Benextramine-neuropeptide Y (NPY) binding site interactions: characterization of 3H-NPY binding site heterogeneity in rat brain.

Pre-incubation of rat brain membranes with 200 microM benextramine followed by extensive dilution and washing to remove unbound ligand reduced Bmax for N-[propionyl-3H]-NPY (3H-NPY) specific binding by 61% relative to control membranes treated identically but in the absence of benextramine. When rat brain membranes were co-incubated with 3H-NPY and 57 microM benextramine, there was a significant shift to the right; the apparent Kd for 3H-NPY binding increased two-fold relative to control membranes.
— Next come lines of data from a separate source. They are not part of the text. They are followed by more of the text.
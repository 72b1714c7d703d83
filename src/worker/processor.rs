use anyhow::{Context, Result};
use log::{info, warn};
use tokio::sync::mpsc;
use tokio_util::sync::CancellationToken;

use crate::{
    chain::ChainReader,
    db::{models::SyncCheckpoint, Store},
    engine::Indexer,
    worker::IndexMessage,
};

/// Single consumer of the event stream.
///
/// Applies events one at a time in arrival order and persists checkpoints
/// as they pass through. Any failure stops the processor: the checkpoint is
/// left before the failing event so it is redelivered on restart.
pub struct Processor<R: ChainReader, S: Store> {
    indexer: Indexer<R, S>,
    chain_id: u64,
}

impl<R: ChainReader, S: Store> Processor<R, S> {
    pub fn new(indexer: Indexer<R, S>, chain_id: u64) -> Self {
        Self { indexer, chain_id }
    }

    /// Block to resume streaming from: the stored checkpoint, else `start_block`.
    pub async fn resume_block(&mut self, start_block: u64) -> Result<u64> {
        let checkpoint = self
            .indexer
            .store_mut()
            .load::<SyncCheckpoint>(&self.chain_id.to_string())
            .await
            .context("Failed to load sync checkpoint")?;

        Ok(match checkpoint {
            Some(checkpoint) => {
                info!(
                    "Resuming chain {} from checkpoint block {} (saved {})",
                    self.chain_id, checkpoint.next_block, checkpoint.updated_at
                );
                checkpoint.next_block
            },
            None => start_block,
        })
    }

    pub async fn run(
        &mut self,
        mut receiver: mpsc::Receiver<IndexMessage>,
        cancellation_token: CancellationToken,
    ) -> Result<()> {
        loop {
            let message = tokio::select! {
                _ = cancellation_token.cancelled() => {
                    info!("Processor for chain {} received cancellation signal", self.chain_id);
                    break;
                },
                message = receiver.recv() => message,
            };

            let Some(message) = message else {
                warn!("Event stream for chain {} closed", self.chain_id);
                break;
            };

            match message {
                IndexMessage::Event(event) => self.indexer.handle_event(&event).await?,
                IndexMessage::Lock(deposit) => self.indexer.handle_lock_deposit(&deposit).await?,
                IndexMessage::Checkpoint(block) => {
                    let checkpoint = SyncCheckpoint::new(self.chain_id, block);
                    self.indexer
                        .store_mut()
                        .upsert(&checkpoint)
                        .await
                        .with_context(|| {
                            format!(
                                "Critical: Failed to update checkpoint for chain {}",
                                self.chain_id
                            )
                        })?;
                },
            }
        }

        Ok(())
    }

    pub fn indexer(&self) -> &Indexer<R, S> {
        &self.indexer
    }
}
These data are consistent with the hypothesis that benextramine is a competitive and irreversible ligand for a population (60-65%) of rat brain NPY binding sites. 'Paired tube' assays were then used to determine the selectivity of these benextramine-sensitive and insensitive 3H-NPY binding site populations. PYY, NPY and NPY13-36 each displaced 100% of 3H-NPY from rat brain membrane binding sites both in the absence and presence of 1 mM benextramine. In contrast, [Leu31,Pro34]NPY displayed the same binding site selectivity as benextramine in displacing 65% of 3H-NPY from specific binding sites on untreated rat brain membranes, and it failed to displace 3H-NPY from membranes treated with 1 mM benextramine. Thus the selectivity of the benextramine-insensitive 3H-NPY binding site population--PYY > = NPY > NPY13-36 >> [Leu31,Pro34]NPY--is characteristic of a Y2-like NPY binding site population, while the benextramine-sensitive 3H-NPY binding sites appear to be a Y1-like binding site population.